Regulators globally have recognized that climate change now represents a systemic threat to the stability of the global financial system, far greater than the 2008 Global Financial Crisis. Accordingly, corporations are being urged to voluntarily assess and disclose the climate risk they face, via the FSB Task Force on Climate-Related Financial Disclosure recommendations . This is a major step forward in forcing corporate action on climate, but it remains reactive.
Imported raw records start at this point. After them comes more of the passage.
use crate::error::{Result, SynthesisError};
use crate::model::{
    is_metadata_name, Aggregate, DynamicTypes, FunctionType, InvocationRecord, OpaqueCallLog,
    OutputAssignment, Symbol, SymbolTable, Trace, Type, Value,
};
use crate::render::{JavaType, ValueRenderer, HARNESS_PACKAGE};
use crate::synth::gather::gather_static_roots;
use crate::synth::mock::{InitStatement, MockEnvironment};
use crate::synth::resolve::SymbolResolver;
use crate::util::{escape_identifier, strip_descriptor, strip_scope};

const INDENT: &str = "  ";

/// Synthesis configuration for one counterexample
#[derive(Debug, Clone)]
pub struct SynthesisOptions {
    /// Identifier of the function under test
    pub entry_function: String,
    /// When disabled, every reference falls back to real construction
    pub mocking: bool,
    /// Class-name prefixes that are never mocked
    pub excluded_namespaces: Vec<String>,
    /// Verifier goal labels covered by this trace
    pub goals: Vec<String>,
}

impl SynthesisOptions {
    pub fn new(entry_function: impl Into<String>) -> Self {
        Self {
            entry_function: entry_function.into(),
            mocking: true,
            excluded_namespaces: vec!["java.".to_string()],
            goals: Vec::new(),
        }
    }

    pub fn without_mocks(mut self) -> Self {
        self.mocking = false;
        self
    }

    pub fn with_excluded_namespace(mut self, prefix: impl Into<String>) -> Self {
        self.excluded_namespaces.push(prefix.into());
        self
    }

    pub fn with_goals(mut self, goals: Vec<String>) -> Self {
        self.goals = goals;
        self
    }
}

/// Whether the assembled test invokes the entry function
#[derive(Debug, Clone, Copy, PartialEq, Eq)]
pub enum Emission {
    Complete,
    /// A declared parameter had no trace value, so the invocation is
    /// omitted and the unit is setup only
    SetupOnly,
}

/// One synthesized test unit
#[derive(Debug, Clone)]
pub struct SynthesizedTest {
    pub source: String,
    pub emission: Emission,
}

/// Synthesize one test class reproducing the recorded trace
pub fn synthesize(
    table: &SymbolTable,
    dynamic_types: &DynamicTypes,
    trace: &Trace,
    opaque_calls: &OpaqueCallLog,
    options: &SynthesisOptions,
) -> Result<SynthesizedTest> {
    info!("synthesizing test for {}", options.entry_function);
    let resolver = SymbolResolver::new(table, dynamic_types);
    let assembler = Assembler::new(&resolver, trace, options);
    assembler.assemble(opaque_calls)
}

/// Everything known about one opaque call site
struct CallDescriptor {
    class: String,
    method: String,
    signature: FunctionType,
    arg_types: Vec<JavaType>,
    ret_type: Type,
    ret: JavaType,
}

impl CallDescriptor {
    fn qualified_name(&self) -> String {
        format!("{}.{}", self.class, self.method)
    }
}

struct Assembler<'a> {
    resolver: &'a SymbolResolver<'a>,
    renderer: ValueRenderer<'a>,
    trace: &'a Trace,
    options: &'a SynthesisOptions,
    env: MockEnvironment,
}
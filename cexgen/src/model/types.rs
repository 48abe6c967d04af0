//! Type model and symbol table
//!
//! Mirrors the shape of the verifier front end's static table: a flat
//! identifier-to-symbol map plus a tag-to-definition map for named types.
//! Array objects arrive encoded as two-field structs whose tag carries the
//! `java::array[` prefix; consumers recognize the tag and flatten.

use serde::{Deserialize, Serialize};
use std::collections::BTreeMap;

use crate::util::strip_scope;

/// Tag prefix marking the struct encoding of a Java array
pub const ARRAY_TAG_PREFIX: &str = "java::array[";

/// True if `tag` names the struct encoding of an array type
pub fn is_array_tag(tag: &str) -> bool {
    tag.starts_with(ARRAY_TAG_PREFIX)
}

/// True if `name` is an executor metadata member (class identifier, lock
/// word). Metadata members carry an `@` prefix and are never assigned as
/// real fields.
pub fn is_metadata_name(name: &str) -> bool {
    name.starts_with('@')
}

/// Java primitive kinds
#[derive(Debug, Clone, Copy, PartialEq, Eq, Serialize, Deserialize)]
pub enum Primitive {
    Bool,
    Byte,
    Short,
    Int,
    Long,
    Char,
    Float,
    Double,
}

impl Primitive {
    /// Java source spelling of the primitive
    pub fn java_name(&self) -> &'static str {
        match self {
            Primitive::Bool => "boolean",
            Primitive::Byte => "byte",
            Primitive::Short => "short",
            Primitive::Int => "int",
            Primitive::Long => "long",
            Primitive::Char => "char",
            Primitive::Float => "float",
            Primitive::Double => "double",
        }
    }
}

/// Declared type of a symbol or value
#[derive(Debug, Clone, PartialEq, Eq, Serialize, Deserialize)]
pub enum Type {
    Void,
    Primitive(Primitive),
    /// Indirection into the table's type-definition map, resolved by `follow`
    Named(String),
    /// Pointer to the pointee; prints without any explicit indirection
    Reference(Box<Type>),
    Struct(StructType),
    /// Only the single largest member is ever populated in a value
    Union(StructType),
    Enum { tag: String },
    Array(Box<Type>),
    Function(FunctionType),
}

impl Type {
    /// True for types that render as Java primitives rather than references
    pub fn is_primitive(&self) -> bool {
        matches!(self, Type::Void | Type::Primitive(_))
    }

    /// True if this is the struct encoding of an array
    pub fn is_array_struct(&self) -> bool {
        match self {
            Type::Struct(s) | Type::Union(s) => is_array_tag(&s.tag),
            _ => false,
        }
    }
}

/// Struct or union definition: a tag plus ordered members
#[derive(Debug, Clone, PartialEq, Eq, Serialize, Deserialize)]
pub struct StructType {
    pub tag: String,
    pub members: Vec<Member>,
}

impl StructType {
    pub fn new(tag: impl Into<String>, members: Vec<Member>) -> Self {
        Self {
            tag: tag.into(),
            members,
        }
    }

    /// Look up a member by name
    pub fn member(&self, name: &str) -> Option<&Member> {
        self.members.iter().find(|m| m.name == name)
    }

    /// Element type of an array-encoded struct, taken from the pointee of
    /// the `data` member
    pub fn array_element_type(&self) -> Option<&Type> {
        let data = self.member("data")?;
        match &data.ty {
            Type::Reference(elem) => Some(elem),
            Type::Array(elem) => Some(elem),
            _ => None,
        }
    }
}

/// One struct member
#[derive(Debug, Clone, PartialEq, Eq, Serialize, Deserialize)]
pub struct Member {
    pub name: String,
    pub ty: Type,
}

impl Member {
    pub fn new(name: impl Into<String>, ty: Type) -> Self {
        Self {
            name: name.into(),
            ty,
        }
    }
}

/// Function signature
#[derive(Debug, Clone, PartialEq, Eq, Serialize, Deserialize)]
pub struct FunctionType {
    pub parameters: Vec<Parameter>,
    pub ret: Box<Type>,
    pub constructor: bool,
}

impl FunctionType {
    /// True when a receiver parameter is present
    pub fn is_instance_method(&self) -> bool {
        self.parameters.iter().any(|p| p.this)
    }

    /// Parameters excluding the receiver
    pub fn explicit_parameters(&self) -> impl Iterator<Item = &Parameter> {
        self.parameters.iter().filter(|p| !p.this)
    }

    /// The receiver parameter, if any
    pub fn receiver(&self) -> Option<&Parameter> {
        self.parameters.iter().find(|p| p.this)
    }
}

/// One declared parameter of a function
#[derive(Debug, Clone, PartialEq, Eq, Serialize, Deserialize)]
pub struct Parameter {
    /// Identifier used to look the parameter's value up in the trace
    pub identifier: String,
    pub ty: Type,
    /// Receiver flag for instance methods
    pub this: bool,
}

/// Storage class of a symbol
#[derive(Debug, Clone, Copy, PartialEq, Eq, Serialize, Deserialize)]
pub enum StorageClass {
    StaticLifetime,
    Local,
    Parameter,
}

/// One table entry
#[derive(Debug, Clone, PartialEq, Serialize, Deserialize)]
pub struct Symbol {
    pub identifier: String,
    pub ty: Type,
    /// Name used in generated source
    pub display_name: String,
    pub storage: StorageClass,
    /// Fabricated from trace type information rather than the static table
    pub synthetic: bool,
}

impl Symbol {
    pub fn new(
        identifier: impl Into<String>,
        ty: Type,
        display_name: impl Into<String>,
        storage: StorageClass,
    ) -> Self {
        Self {
            identifier: identifier.into(),
            ty,
            display_name: display_name.into(),
            storage,
            synthetic: false,
        }
    }

    /// Build a placeholder symbol for a trace-only object. The display name
    /// strips the scope qualifier from the identifier.
    pub fn synthetic(identifier: impl Into<String>, ty: Type) -> Self {
        let identifier = identifier.into();
        let display_name = strip_scope(&identifier).to_string();
        Self {
            identifier,
            ty,
            display_name,
            storage: StorageClass::Local,
            synthetic: true,
        }
    }

    pub fn is_static_lifetime(&self) -> bool {
        self.storage == StorageClass::StaticLifetime
    }
}

/// Static symbol table: read-only oracle supplied by the front end
#[derive(Debug, Clone, Default, Serialize, Deserialize)]
pub struct SymbolTable {
    symbols: BTreeMap<String, Symbol>,
    types: BTreeMap<String, Type>,
}

impl SymbolTable {
    pub fn new() -> Self {
        Self::default()
    }

    pub fn insert(&mut self, symbol: Symbol) {
        self.symbols.insert(symbol.identifier.clone(), symbol);
    }

    pub fn insert_type(&mut self, tag: impl Into<String>, ty: Type) {
        self.types.insert(tag.into(), ty);
    }

    pub fn lookup(&self, identifier: &str) -> Option<&Symbol> {
        self.symbols.get(identifier)
    }

    pub fn type_definition(&self, tag: &str) -> Option<&Type> {
        self.types.get(tag)
    }

    /// Resolve `Named` indirections down to the defining type. Unknown tags
    /// stop the chain; the hop bound guards against cyclic tag definitions.
    pub fn follow<'a>(&'a self, mut ty: &'a Type) -> &'a Type {
        let mut hops = 0;
        while let Type::Named(tag) = ty {
            match self.types.get(tag) {
                Some(next) if hops < 32 => {
                    ty = next;
                    hops += 1;
                }
                _ => break,
            }
        }
        ty
    }

    /// Display name for an identifier: the table entry's name when present,
    /// otherwise the identifier with its scope qualifier stripped
    pub fn display_of<'a>(&'a self, identifier: &'a str) -> &'a str {
        match self.symbols.get(identifier) {
            Some(symbol) => &symbol.display_name,
            None => strip_scope(identifier),
        }
    }
}

/// Executor-supplied types for objects created during the trace
#[derive(Debug, Clone, Default, Serialize, Deserialize)]
pub struct DynamicTypes {
    types: BTreeMap<String, Type>,
}

impl DynamicTypes {
    pub fn new() -> Self {
        Self::default()
    }

    pub fn insert(&mut self, identifier: impl Into<String>, ty: Type) {
        self.types.insert(identifier.into(), ty);
    }

    pub fn get(&self, identifier: &str) -> Option<&Type> {
        self.types.get(identifier)
    }
}
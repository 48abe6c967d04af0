//! Data model: symbol table, types, recorded values, trace and call log

mod trace;
mod types;
mod value;

pub use trace::*;
pub use types::*;
pub use value::*;
//! Scripted upstream for orchestrator and router tests.

use std::collections::HashMap;
use std::sync::atomic::{AtomicUsize, Ordering};

use async_trait::async_trait;
use parking_lot::Mutex;

use ipscope_core::error::{IpscopeError, Result};
use ipscope_core::traits::GeoLookup;
use ipscope_core::types::{Provider, ResultRecord};

/// Address the fake reports for "own address" lookups.
pub const FAKE_OWN_ADDRESS: &str = "203.0.113.7";

pub struct FakeUpstream {
    calls: AtomicUsize,
    failures: Mutex<HashMap<String, (u16, String)>>,
    last_provider: Mutex<Option<Provider>>,
}

impl FakeUpstream {
    pub fn new() -> Self {
        Self {
            calls: AtomicUsize::new(0),
            failures: Mutex::new(HashMap::new()),
            last_provider: Mutex::new(None),
        }
    }

    /// Makes lookups of `address` fail with the given status and message.
    pub fn fail_for(&self, address: &str, status: u16, message: &str) {
        self.failures
            .lock()
            .insert(address.to_string(), (status, message.to_string()));
    }

    pub fn calls(&self) -> usize {
        self.calls.load(Ordering::SeqCst)
    }

    pub fn last_provider(&self) -> Option<Provider> {
        *self.last_provider.lock()
    }
}

#[async_trait]
impl GeoLookup for FakeUpstream {
    async fn fetch(&self, address: Option<&str>, provider: Provider) -> Result<ResultRecord> {
        self.calls.fetch_add(1, Ordering::SeqCst);
        *self.last_provider.lock() = Some(provider);

        if let Some((status, message)) = address.and_then(|a| self.failures.lock().get(a).cloned()) {
            return Err(IpscopeError::upstream(status, message));
        }

        Ok(ResultRecord {
            ip: Some(address.unwrap_or(FAKE_OWN_ADDRESS).to_string()),
            city: Some("Mountain View".into()),
            country: Some("US".into()),
            latitude: Some(37.4056),
            longitude: Some(-122.0775),
            org: Some(format!("served by {}", provider)),
            ..Default::default()
        })
    }
}
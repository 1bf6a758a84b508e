//! Provider profiles: endpoint layout, credential parameter, response mapping.

use serde_json::Value;
use url::Url;

use ipscope_core::constants::{
    IPAPI_CREDENTIAL_PARAM, IPINFO_CREDENTIAL_PARAM, UPSTREAM_INBAND_ERROR_STATUS,
};
use ipscope_core::error::{IpscopeError, Result};
use ipscope_core::types::{Provider, ResultRecord};

/// Everything that differs between providers.
pub(crate) struct ProviderProfile {
    /// Query parameter name for the credential
    pub credential_param: &'static str,
    /// Whether the endpoint path ends in `json/` rather than `json`
    trailing_slash: bool,
    /// Maps a successful response body into a record
    normalize: fn(Value) -> Result<ResultRecord>,
}

static IPAPI: ProviderProfile = ProviderProfile {
    credential_param: IPAPI_CREDENTIAL_PARAM,
    trailing_slash: true,
    normalize: normalize_ipapi,
};

static IPINFO: ProviderProfile = ProviderProfile {
    credential_param: IPINFO_CREDENTIAL_PARAM,
    trailing_slash: false,
    normalize: normalize_ipinfo,
};

impl ProviderProfile {
    /// Returns the profile for a provider.
    pub fn for_provider(provider: Provider) -> &'static ProviderProfile {
        match provider {
            Provider::IpApi => &IPAPI,
            Provider::IpInfo => &IPINFO,
        }
    }

    /// Builds the lookup URL: `{base}/{address}/json` or `{base}/json`.
    ///
    /// The address is percent-encoded as a single path segment.
    pub fn endpoint(&self, base: &Url, address: Option<&str>) -> Result<Url> {
        let mut url = base.clone();
        {
            let mut segments = url.path_segments_mut().map_err(|_| {
                IpscopeError::ConfigError(format!("Provider URL cannot be a base: {}", base))
            })?;
            segments.pop_if_empty();
            if let Some(addr) = address {
                segments.push(addr);
            }
            segments.push("json");
            if self.trailing_slash {
                segments.push("");
            }
        }
        Ok(url)
    }

    /// Maps a 2xx response body into a record.
    pub fn normalize(&self, body: Value) -> Result<ResultRecord> {
        (self.normalize)(body)
    }
}

/// ipapi.co already uses the normalized field names, but reports some
/// failures in-band as `{"error": true, "reason": ...}` with a 200.
fn normalize_ipapi(body: Value) -> Result<ResultRecord> {
    if body.get("error").and_then(Value::as_bool) == Some(true) {
        let message = error_message(&body).unwrap_or_else(|| "Unknown provider error".into());
        return Err(IpscopeError::upstream(UPSTREAM_INBAND_ERROR_STATUS, message));
    }
    decode(body)
}

/// ipinfo.io packs coordinates into `loc` ("lat,lng") and prefixes `org`
/// with the AS number.
fn normalize_ipinfo(body: Value) -> Result<ResultRecord> {
    let mut record = decode(body)?;

    if let Some(Value::String(loc)) = record.extra.remove("loc") {
        if let Some((lat, lng)) = parse_loc(&loc) {
            record.latitude = Some(lat);
            record.longitude = Some(lng);
        } else {
            record.extra.insert("loc".into(), Value::String(loc));
        }
    }

    if record.asn.is_none() {
        record.asn = record.org.as_deref().and_then(parse_asn);
    }

    Ok(record)
}

fn decode(body: Value) -> Result<ResultRecord> {
    serde_json::from_value(body)
        .map_err(|e| IpscopeError::transport(format!("Invalid provider response: {}", e)))
}

fn parse_loc(loc: &str) -> Option<(f64, f64)> {
    let (lat, lng) = loc.split_once(',')?;
    Some((lat.trim().parse().ok()?, lng.trim().parse().ok()?))
}

fn parse_asn(org: &str) -> Option<String> {
    let (asn, _) = org.split_once(' ')?;
    let digits = asn.strip_prefix("AS")?;
    if !digits.is_empty() && digits.bytes().all(|b| b.is_ascii_digit()) {
        Some(asn.to_string())
    } else {
        None
    }
}

/// Extracts a human-readable message from a provider error body.
///
/// Understands `{"message": ..}`, `{"error": {"message": ..}}`,
/// `{"reason": ..}` and `{"error": ".."}`.
pub(crate) fn error_message(body: &Value) -> Option<String> {
    body.get("message")
        .and_then(Value::as_str)
        .or_else(|| body.get("error").and_then(|e| e.get("message")).and_then(Value::as_str))
        .or_else(|| body.get("reason").and_then(Value::as_str))
        .or_else(|| body.get("error").and_then(Value::as_str))
        .filter(|m| !m.is_empty())
        .map(str::to_string)
}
We have yet to see corporations taking a proactive stance in committing to contribute to achieving a below 2degC world at the speed now required.

Likewise Australian regulators, APRA, ASIC and the Reserve Bank of Australia, are reminding corporate directors that they have a duty under corporations law to understand, assess and act upon climate risk.

Litigation against fossil fuel companies for damage incurred from climate impact is mounting as climate science increasingly provides the ability to identify causation and attribution of climatic events.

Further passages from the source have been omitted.